AVAILABLE DATA –
= Beginning of Section =
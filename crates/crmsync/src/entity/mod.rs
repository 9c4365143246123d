//! sea-orm entities for the mirrored CRM record catalog.
//!
//! Every table keys on the source system's own id and carries the verbatim
//! payload (`raw`), its SHA-256 `fingerprint` for change detection, and the
//! source-side timestamps the incremental windows anchor on.

pub mod contact;
pub mod deal;
pub mod event;
pub mod message;
pub mod pipeline;
pub mod prelude;
pub mod task;
pub mod task_type;
pub mod user;
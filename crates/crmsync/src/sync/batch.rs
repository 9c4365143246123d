//! Change detection and batching helpers shared by the orchestrators.

use std::collections::HashMap;
use std::hash::Hash;

/// Drop batch members whose stored fingerprint already matches; what
/// remains is exactly the set worth writing.
pub fn retain_changed<M, Id, FId, FFp>(
    batch: Vec<M>,
    existing: &HashMap<Id, String>,
    id_of: FId,
    fingerprint_of: FFp,
) -> Vec<M>
where
    Id: Eq + Hash,
    FId: Fn(&M) -> Id,
    FFp: Fn(&M) -> &str,
{
    batch
        .into_iter()
        .filter(|m| match existing.get(&id_of(m)) {
            Some(stored) => stored != fingerprint_of(m),
            None => true,
        })
        .collect()
}

/// Collapse duplicate ids within one batch, keeping the last occurrence.
///
/// Overlapping fetch windows can hand the same record back twice in a single
/// buffer; a multi-row upsert would otherwise touch one key twice.
pub fn dedup_last_wins<M, Id, FId>(batch: Vec<M>, id_of: FId) -> Vec<M>
where
    Id: Eq + Hash,
    FId: Fn(&M) -> Id,
{
    let mut index: HashMap<Id, usize> = HashMap::new();
    let mut out: Vec<Option<M>> = Vec::with_capacity(batch.len());
    for item in batch {
        let id = id_of(&item);
        if let Some(&slot) = index.get(&id) {
            out[slot] = Some(item);
        } else {
            index.insert(id, out.len());
            out.push(Some(item));
        }
    }
    out.into_iter().flatten().collect()
}

#[cfg(test)]
mod tests {
    use super::*;

    #[derive(Debug, Clone, PartialEq)]
    struct Item {
        id: i64,
        fp: String,
    }

    fn item(id: i64, fp: &str) -> Item {
        Item {
            id,
            fp: fp.to_string(),
        }
    }

    #[test]
    fn retain_changed_drops_only_exact_fingerprint_matches() {
        let existing: HashMap<i64, String> =
            [(1, "aaa".to_string()), (2, "bbb".to_string())].into();
        let batch = vec![item(1, "aaa"), item(2, "changed"), item(3, "new")];

        let kept = retain_changed(batch, &existing, |i| i.id, |i| i.fp.as_str());
        assert_eq!(kept, vec![item(2, "changed"), item(3, "new")]);
    }

    #[test]
    fn retain_changed_keeps_everything_when_store_is_empty() {
        let existing = HashMap::new();
        let batch = vec![item(1, "a"), item(2, "b")];
        let kept = retain_changed(batch.clone(), &existing, |i| i.id, |i| i.fp.as_str());
        assert_eq!(kept, batch);
    }

    #[test]
    fn dedup_keeps_the_last_occurrence_in_place() {
        let batch = vec![item(1, "old"), item(2, "x"), item(1, "new")];
        let deduped = dedup_last_wins(batch, |i| i.id);
        assert_eq!(deduped, vec![item(1, "new"), item(2, "x")]);
    }

    #[test]
    fn dedup_is_a_no_op_without_duplicates() {
        let batch = vec![item(1, "a"), item(2, "b"), item(3, "c")];
        let deduped = dedup_last_wins(batch.clone(), |i| i.id);
        assert_eq!(deduped, batch);
    }
}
= End of Section =
EXERCISE AIM – Throughout the material above, find each line with "filename" and return it.

WORKED SOLUTION –
filename crates/crmsync/src/entity/mod.rs
filename crates/crmsync/src/sync/batch.rs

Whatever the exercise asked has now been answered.